Warning on Step 5 when i try to build initramfs using dracut command. We should add space before and after » value «. Please correct it.
dracut: WARNING: +=» «: should have surrounding white spaces! dracut: WARNING: This will lead to unwanted side effects! Please fix the configuration file.
Thanks for the input. Just to clarify: 1. It looks like your comment applies to the optional portion of step 5 to the solutions for RHEL 7, 8, and 9. Is that correct? 2. It looks like you are suggesting we change # MODNAME=»module_name»; echo «omit_dracutmodules+=\»$MODNAME\»» >> /etc/dracut.conf.d/omit-$MODNAME.conf to
MODNAME= «module_name» ; echo «omit_dracutmodules+=\»$MODNAME\»» >> /etc/dracut.conf.d/omit-$MODNAME.conf
That is, add spaces before and after «module_name» . Is that correct?
After you confirm or correct the above, I will make the changes. Thanks again for your input!
Yes you are right. But I don’t see the spaces in your suggested change though 🙂
Added spaces and tested on EL7/8/9. Thanks for the catch!
In Step 5, Optional, it says to add omit_dracutmodules to dracut.conf.d for persistence, but this has no effect, so please modify as follows.
# MODNAME="module_name"; echo "omit_drivers+=\" $MODNAME \"" >> /etc/dracut.conf.d/omit-$MODNAME.conf Actually omit_dracutmodules had no effect, even after dracut -f, initramfs continued to contain the modules I wanted to omit.

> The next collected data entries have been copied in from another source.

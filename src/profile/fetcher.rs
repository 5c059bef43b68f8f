//! Profile fetcher: one authenticated GET, one parse, one normalization.

// self
use crate::{
	_prelude::*,
	error::ProfileError,
	http::{ProfileRequest, StrategyHttpClient},
	obs::{FlowKind, FlowSpan},
	profile::{
		normalizer,
		record::{NormalizedProfile, RawUserRecord},
	},
	token::TokenSecret,
};

/// Fetches the provider's "current user" endpoint and normalizes the response.
///
/// Stateless beyond its endpoint and transport handles; a single fetcher serves any number of
/// concurrent authentication attempts. No caching, no retries, no rate limiting.
pub struct ProfileFetcher<C>
where
	C: ?Sized + StrategyHttpClient,
{
	endpoint: Url,
	http_client: Arc<C>,
}
impl<C> ProfileFetcher<C>
where
	C: ?Sized + StrategyHttpClient,
{
	/// Creates a fetcher for the provided endpoint and transport.
	pub fn new(endpoint: Url, http_client: Arc<C>) -> Self {
		Self { endpoint, http_client }
	}

	/// Issues exactly one GET authenticated via the supplied access token and returns the
	/// normalized profile.
	///
	/// Transport failures map to [`ProfileError::Fetch`], non-success statuses to
	/// [`ProfileError::Endpoint`], and non-JSON bodies to [`ProfileError::Parse`]; the raw body
	/// stays attached to the parse failure for inspection.
	pub async fn fetch(&self, access_token: &str) -> Result<NormalizedProfile, ProfileError> {
		let span = FlowSpan::new(FlowKind::ProfileFetch, "fetch");
		let request = ProfileRequest {
			url: self.endpoint.clone(),
			access_token: TokenSecret::new(access_token),
		};
		let response = span
			.instrument(self.http_client.fetch_profile(request))
			.await
			.map_err(ProfileError::fetch)?;

		if !(200..300).contains(&response.status) {
			return Err(ProfileError::Endpoint { status: response.status, body: response.body });
		}

		let deserializer = &mut serde_json::Deserializer::from_str(&response.body);
		let raw: RawUserRecord =
			serde_path_to_error::deserialize(deserializer).map_err(|source| {
				ProfileError::Parse { source, status: response.status, body: response.body.clone() }
			})?;

		Ok(normalizer::normalize(raw, response.body))
	}
}
impl<C> Clone for ProfileFetcher<C>
where
	C: ?Sized + StrategyHttpClient,
{
	fn clone(&self) -> Self {
		Self { endpoint: self.endpoint.clone(), http_client: self.http_client.clone() }
	}
}
impl<C> Debug for ProfileFetcher<C>
where
	C: ?Sized + StrategyHttpClient,
{
	fn fmt(&self, f: &mut Formatter) -> FmtResult {
		f.debug_struct("ProfileFetcher").field("endpoint", &self.endpoint).finish()
	}
}
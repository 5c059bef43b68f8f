//! Strategy composition root: configuration resolution, the OAuth client facade, the profile
//! fetcher, and the application verify hook wired together.
//!
//! The strategy holds no per-attempt state; everything scoped to one browser session lives in
//! an [`AuthorizationSession`], so a single instance is safe to share across concurrent
//! authentication attempts.

// self
use crate::{
	_prelude::*,
	config::{ResolvedConfig, StrategyConfig},
	error::ProfileError,
	http::StrategyHttpClient,
	oauth::{TokenEndpoint, TransportErrorMapper},
	obs::{FlowKind, FlowSpan},
	profile::{NormalizedProfile, ProfileFetcher},
	session::{self, AuthorizationSession},
	token::TokenSet,
};
#[cfg(feature = "reqwest")]
use crate::{http::ReqwestHttpClient, oauth::ReqwestTransportErrorMapper};

#[cfg(feature = "reqwest")]
/// Strategy specialized for the crate's default reqwest transport stack.
pub type ReqwestStrategy<U> = Strategy<U, ReqwestHttpClient, ReqwestTransportErrorMapper>;

/// Boxed future returned by [`VerifyProfile`] implementations.
pub type VerifyFuture<'a, U> = Pin<Box<dyn Future<Output = Result<Verification<U>>> + 'a + Send>>;

/// Application-supplied hook mapping obtained tokens plus the normalized profile to an
/// application-defined identity.
///
/// Each authentication attempt resolves the hook exactly once: `Ok(Granted(user))` accepts the
/// login, `Ok(Denied)` signals invalid credentials, and `Err` signals an unrecoverable
/// verification failure (wrap application errors with [`Error::verification`]).
pub trait VerifyProfile<U>: Send + Sync {
	/// Resolves the authenticated identity for one successful token exchange.
	fn verify<'a>(
		&'a self,
		tokens: &'a TokenSet,
		profile: NormalizedProfile,
	) -> VerifyFuture<'a, U>;
}

/// Outcome of the application verify hook.
#[derive(Clone, Debug, PartialEq, Eq)]
pub enum Verification<U> {
	/// Credentials mapped to an application identity.
	Granted(U),
	/// Credentials are valid OAuth-wise but the application rejected them.
	Denied,
}

/// Verified identity together with the tokens that produced it.
#[derive(Clone, Debug)]
pub struct Authenticated<U> {
	/// Application identity resolved by the verify hook.
	pub user: U,
	/// Tokens obtained from the exchange; ownership now rests with the application.
	pub tokens: TokenSet,
}

/// Box authentication strategy delegating the OAuth 2.0 handshake to the configured client.
///
/// Composes the resolved configuration, the transport, and the verify hook; exposes nothing
/// beyond that composition. The strategy participates in the external delegation state machine
/// only between token exchange and profile fetch.
pub struct Strategy<U, C, M>
where
	C: ?Sized + StrategyHttpClient,
	M: ?Sized + TransportErrorMapper<C::TransportError>,
{
	/// Resolved configuration; defaults were filled exactly once at construction.
	pub config: ResolvedConfig,
	/// HTTP client wrapper used for every outbound provider request.
	pub http_client: Arc<C>,
	/// Mapper applied to transport-layer errors before surfacing them to callers.
	pub transport_mapper: Arc<M>,
	/// Application verify hook resolving profiles to identities.
	pub verify: Arc<dyn VerifyProfile<U>>,
}
impl<U, C, M> Strategy<U, C, M>
where
	C: ?Sized + StrategyHttpClient,
	M: ?Sized + TransportErrorMapper<C::TransportError>,
{
	/// Creates a strategy that reuses the caller-provided transport + mapper pair.
	///
	/// Configuration resolves synchronously here, so missing credentials fail before any
	/// network activity occurs.
	pub fn with_http_client(
		config: StrategyConfig,
		verify: Arc<dyn VerifyProfile<U>>,
		http_client: impl Into<Arc<C>>,
		mapper: impl Into<Arc<M>>,
	) -> Result<Self> {
		Ok(Self {
			config: config.resolve()?,
			http_client: http_client.into(),
			transport_mapper: mapper.into(),
			verify,
		})
	}

	/// Name under which this integration registers with the host authentication framework.
	pub fn name(&self) -> &str {
		&self.config.name
	}

	/// Issues a fresh authorization session using the configured callback URL.
	pub fn start_authorization(&self) -> AuthorizationSession {
		let _guard = FlowSpan::new(FlowKind::Authorize, "start_authorization").entered();

		session::build_session(&self.config, self.config.callback_url.clone())
	}

	/// Issues a fresh authorization session redirecting back to `redirect_uri`.
	pub fn start_authorization_with_redirect(&self, redirect_uri: Url) -> AuthorizationSession {
		let _guard = FlowSpan::new(FlowKind::Authorize, "start_authorization").entered();

		session::build_session(&self.config, Some(redirect_uri))
	}

	/// Exchanges an authorization code for a token set.
	pub async fn exchange_code(&self, code: &str) -> Result<TokenSet> {
		let span = FlowSpan::new(FlowKind::TokenExchange, "exchange_code");
		let facade = self.token_endpoint()?;

		span.instrument(facade.exchange_code(code)).await
	}

	/// Exchanges a refresh token for a renewed token set.
	pub async fn exchange_refresh(&self, refresh_token: &str) -> Result<TokenSet> {
		let span = FlowSpan::new(FlowKind::TokenExchange, "exchange_refresh");
		let facade = self.token_endpoint()?;

		span.instrument(facade.exchange_refresh(refresh_token)).await
	}

	/// Fetches and normalizes the provider profile for an access token.
	pub async fn fetch_profile(&self, access_token: &str) -> Result<NormalizedProfile, ProfileError> {
		self.profile_fetcher().fetch(access_token).await
	}

	/// Runs the full callback leg: state validation, code exchange, profile fetch, and the
	/// application verify hook.
	///
	/// Errors from any stage propagate unchanged; a [`Verification::Denied`] outcome is not an
	/// error.
	pub async fn authenticate(
		&self,
		session: &AuthorizationSession,
		returned_state: &str,
		code: &str,
	) -> Result<Verification<Authenticated<U>>> {
		session.validate_state(returned_state)?;

		let tokens = self.exchange_code(code).await?;
		let profile = self.fetch_profile(tokens.access_token.expose()).await?;

		match self.verify.verify(&tokens, profile).await? {
			Verification::Granted(user) => Ok(Verification::Granted(Authenticated { user, tokens })),
			Verification::Denied => Ok(Verification::Denied),
		}
	}

	fn token_endpoint(&self) -> Result<TokenEndpoint<C, M>> {
		TokenEndpoint::from_config(
			&self.config,
			self.http_client.clone(),
			self.transport_mapper.clone(),
		)
	}

	fn profile_fetcher(&self) -> ProfileFetcher<C> {
		ProfileFetcher::new(self.config.endpoints.profile.clone(), self.http_client.clone())
	}
}
#[cfg(feature = "reqwest")]
impl<U> Strategy<U, ReqwestHttpClient, ReqwestTransportErrorMapper> {
	/// Creates a new strategy for the provided configuration and verify hook.
	///
	/// The strategy provisions its own reqwest-backed transport so callers do not need to pass
	/// HTTP handles explicitly.
	pub fn new(config: StrategyConfig, verify: Arc<dyn VerifyProfile<U>>) -> Result<Self> {
		Self::with_http_client(
			config,
			verify,
			ReqwestHttpClient::default(),
			Arc::new(ReqwestTransportErrorMapper),
		)
	}
}
impl<U, C, M> Clone for Strategy<U, C, M>
where
	C: ?Sized + StrategyHttpClient,
	M: ?Sized + TransportErrorMapper<C::TransportError>,
{
	fn clone(&self) -> Self {
		Self {
			config: self.config.clone(),
			http_client: self.http_client.clone(),
			transport_mapper: self.transport_mapper.clone(),
			verify: self.verify.clone(),
		}
	}
}
impl<U, C, M> Debug for Strategy<U, C, M>
where
	C: ?Sized + StrategyHttpClient,
	M: ?Sized + TransportErrorMapper<C::TransportError>,
{
	fn fmt(&self, f: &mut Formatter) -> FmtResult {
		f.debug_struct("Strategy")
			.field("name", &self.config.name)
			.field("client_id", &self.config.client_id)
			.field("endpoints", &self.config.endpoints)
			.finish()
	}
}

And in dracut.conf(5), dracutmodules and drivers are described as follows.
dracutmodules+=" " Specify a space-separated list of dracut modules to call when building the initramfs. Modules are located in /usr/lib/dracut/modules.d. omit_dracutmodules+=" " Omit a space-separated list of dracut modules. . drivers+=" " Specify a space-separated list of kernel modules to exclusively include in the initramfs. The kernel modules have to be specified without the ".ko" suffix. . omit_drivers+=" " Specify a space-separated list of kernel modules not to add to the initramfs. The kernel modules have to be specified without the ".ko" suffix.